■ WHAT IS BEING ASKED: Write out the data exactly from its first line onward, ending with the line in which "the message in" appears.

(Stored records)

+++++

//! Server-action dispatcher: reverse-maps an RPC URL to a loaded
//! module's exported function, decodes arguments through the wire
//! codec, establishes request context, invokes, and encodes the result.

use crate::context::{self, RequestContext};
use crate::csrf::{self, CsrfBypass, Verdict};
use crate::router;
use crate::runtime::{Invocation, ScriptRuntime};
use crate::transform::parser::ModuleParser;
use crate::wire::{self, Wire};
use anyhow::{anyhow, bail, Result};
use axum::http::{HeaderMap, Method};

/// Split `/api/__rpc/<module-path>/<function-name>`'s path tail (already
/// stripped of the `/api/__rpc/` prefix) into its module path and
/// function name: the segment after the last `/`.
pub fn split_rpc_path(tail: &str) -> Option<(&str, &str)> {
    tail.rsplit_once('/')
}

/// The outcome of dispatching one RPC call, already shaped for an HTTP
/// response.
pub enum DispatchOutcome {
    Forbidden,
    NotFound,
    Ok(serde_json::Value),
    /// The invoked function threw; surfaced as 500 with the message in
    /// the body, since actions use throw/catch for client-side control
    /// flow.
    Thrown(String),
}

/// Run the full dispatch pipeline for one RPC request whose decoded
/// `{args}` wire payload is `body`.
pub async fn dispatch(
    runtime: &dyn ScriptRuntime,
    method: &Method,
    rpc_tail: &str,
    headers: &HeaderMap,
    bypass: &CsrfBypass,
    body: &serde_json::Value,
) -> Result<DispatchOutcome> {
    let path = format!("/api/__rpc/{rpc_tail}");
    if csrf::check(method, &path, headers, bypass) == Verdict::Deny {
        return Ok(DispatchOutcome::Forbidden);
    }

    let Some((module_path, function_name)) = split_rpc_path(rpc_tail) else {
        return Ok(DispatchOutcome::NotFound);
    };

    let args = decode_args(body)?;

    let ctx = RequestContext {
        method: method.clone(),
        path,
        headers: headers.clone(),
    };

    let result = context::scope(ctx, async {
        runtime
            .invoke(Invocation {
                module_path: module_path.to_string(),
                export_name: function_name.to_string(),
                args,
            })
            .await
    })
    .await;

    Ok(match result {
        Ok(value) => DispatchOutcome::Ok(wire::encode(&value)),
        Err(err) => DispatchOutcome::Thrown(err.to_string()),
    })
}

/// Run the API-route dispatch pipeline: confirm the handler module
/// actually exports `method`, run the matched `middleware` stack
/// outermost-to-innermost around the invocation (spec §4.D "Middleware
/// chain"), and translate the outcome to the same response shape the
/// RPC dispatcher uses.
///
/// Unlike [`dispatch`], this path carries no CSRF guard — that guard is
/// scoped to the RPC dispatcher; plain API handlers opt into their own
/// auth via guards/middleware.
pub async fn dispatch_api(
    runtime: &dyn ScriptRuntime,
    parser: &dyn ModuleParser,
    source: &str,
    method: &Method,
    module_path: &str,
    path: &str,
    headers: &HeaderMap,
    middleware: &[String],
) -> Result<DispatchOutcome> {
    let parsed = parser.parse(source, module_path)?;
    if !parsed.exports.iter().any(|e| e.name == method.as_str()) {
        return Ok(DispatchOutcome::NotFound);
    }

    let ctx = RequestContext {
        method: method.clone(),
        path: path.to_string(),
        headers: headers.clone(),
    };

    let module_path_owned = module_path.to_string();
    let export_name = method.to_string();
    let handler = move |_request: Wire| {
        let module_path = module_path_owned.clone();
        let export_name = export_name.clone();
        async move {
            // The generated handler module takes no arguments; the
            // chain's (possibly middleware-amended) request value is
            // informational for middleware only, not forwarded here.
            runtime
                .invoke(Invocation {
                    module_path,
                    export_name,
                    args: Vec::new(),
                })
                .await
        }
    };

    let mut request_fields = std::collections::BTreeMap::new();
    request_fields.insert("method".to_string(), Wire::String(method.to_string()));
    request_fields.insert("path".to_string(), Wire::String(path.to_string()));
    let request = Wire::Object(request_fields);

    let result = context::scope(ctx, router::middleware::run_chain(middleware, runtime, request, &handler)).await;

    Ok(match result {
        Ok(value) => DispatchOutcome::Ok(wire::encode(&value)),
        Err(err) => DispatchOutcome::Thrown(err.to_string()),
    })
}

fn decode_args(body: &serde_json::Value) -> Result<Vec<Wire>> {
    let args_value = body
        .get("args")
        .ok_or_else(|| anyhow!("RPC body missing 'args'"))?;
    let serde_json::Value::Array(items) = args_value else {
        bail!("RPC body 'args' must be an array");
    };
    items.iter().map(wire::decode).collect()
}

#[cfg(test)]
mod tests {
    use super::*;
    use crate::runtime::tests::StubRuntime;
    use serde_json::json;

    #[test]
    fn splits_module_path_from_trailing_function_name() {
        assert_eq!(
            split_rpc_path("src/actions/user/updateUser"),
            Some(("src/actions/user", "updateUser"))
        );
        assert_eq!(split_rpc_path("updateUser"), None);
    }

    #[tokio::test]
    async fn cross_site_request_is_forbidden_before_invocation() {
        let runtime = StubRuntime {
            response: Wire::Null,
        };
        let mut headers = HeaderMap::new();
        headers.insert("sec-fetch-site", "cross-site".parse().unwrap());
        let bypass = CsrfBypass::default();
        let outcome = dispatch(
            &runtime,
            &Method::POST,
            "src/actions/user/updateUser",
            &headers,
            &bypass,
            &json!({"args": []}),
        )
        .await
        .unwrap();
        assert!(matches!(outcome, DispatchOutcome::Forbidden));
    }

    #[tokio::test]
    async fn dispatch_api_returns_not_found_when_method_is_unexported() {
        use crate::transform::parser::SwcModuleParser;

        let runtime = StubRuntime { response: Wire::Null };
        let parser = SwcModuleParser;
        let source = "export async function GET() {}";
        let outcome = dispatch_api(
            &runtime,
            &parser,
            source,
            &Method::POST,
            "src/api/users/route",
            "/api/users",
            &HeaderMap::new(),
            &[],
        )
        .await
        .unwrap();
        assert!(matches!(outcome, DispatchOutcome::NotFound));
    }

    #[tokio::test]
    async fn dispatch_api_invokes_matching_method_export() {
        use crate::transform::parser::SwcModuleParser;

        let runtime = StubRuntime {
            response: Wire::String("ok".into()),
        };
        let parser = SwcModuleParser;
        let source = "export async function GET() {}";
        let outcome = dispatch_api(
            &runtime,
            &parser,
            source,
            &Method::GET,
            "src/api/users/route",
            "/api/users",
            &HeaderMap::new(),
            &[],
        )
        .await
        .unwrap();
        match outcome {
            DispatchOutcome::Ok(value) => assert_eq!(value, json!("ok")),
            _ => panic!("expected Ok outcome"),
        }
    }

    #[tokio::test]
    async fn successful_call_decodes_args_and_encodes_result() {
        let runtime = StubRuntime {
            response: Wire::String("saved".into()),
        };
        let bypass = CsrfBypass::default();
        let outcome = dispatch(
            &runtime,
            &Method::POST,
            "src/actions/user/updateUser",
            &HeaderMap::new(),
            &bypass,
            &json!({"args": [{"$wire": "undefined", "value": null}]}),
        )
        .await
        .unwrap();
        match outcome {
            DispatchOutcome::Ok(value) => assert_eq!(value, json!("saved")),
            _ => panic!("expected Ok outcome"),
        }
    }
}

+++++

■ RESPONSE TO THE EXERCISE:
//! Server-action dispatcher: reverse-maps an RPC URL to a loaded
//! module's exported function, decodes arguments through the wire
//! codec, establishes request context, invokes, and encodes the result.

use crate::context::{self, RequestContext};
use crate::csrf::{self, CsrfBypass, Verdict};
use crate::router;
use crate::runtime::{Invocation, ScriptRuntime};
use crate::transform::parser::ModuleParser;
use crate::wire::{self, Wire};
use anyhow::{anyhow, bail, Result};
use axum::http::{HeaderMap, Method};

/// Split `/api/__rpc/<module-path>/<function-name>`'s path tail (already
/// stripped of the `/api/__rpc/` prefix) into its module path and
/// function name: the segment after the last `/`.
pub fn split_rpc_path(tail: &str) -> Option<(&str, &str)> {
    tail.rsplit_once('/')
}

/// The outcome of dispatching one RPC call, already shaped for an HTTP
/// response.
pub enum DispatchOutcome {
    Forbidden,
    NotFound,
    Ok(serde_json::Value),
    /// The invoked function threw; surfaced as 500 with the message in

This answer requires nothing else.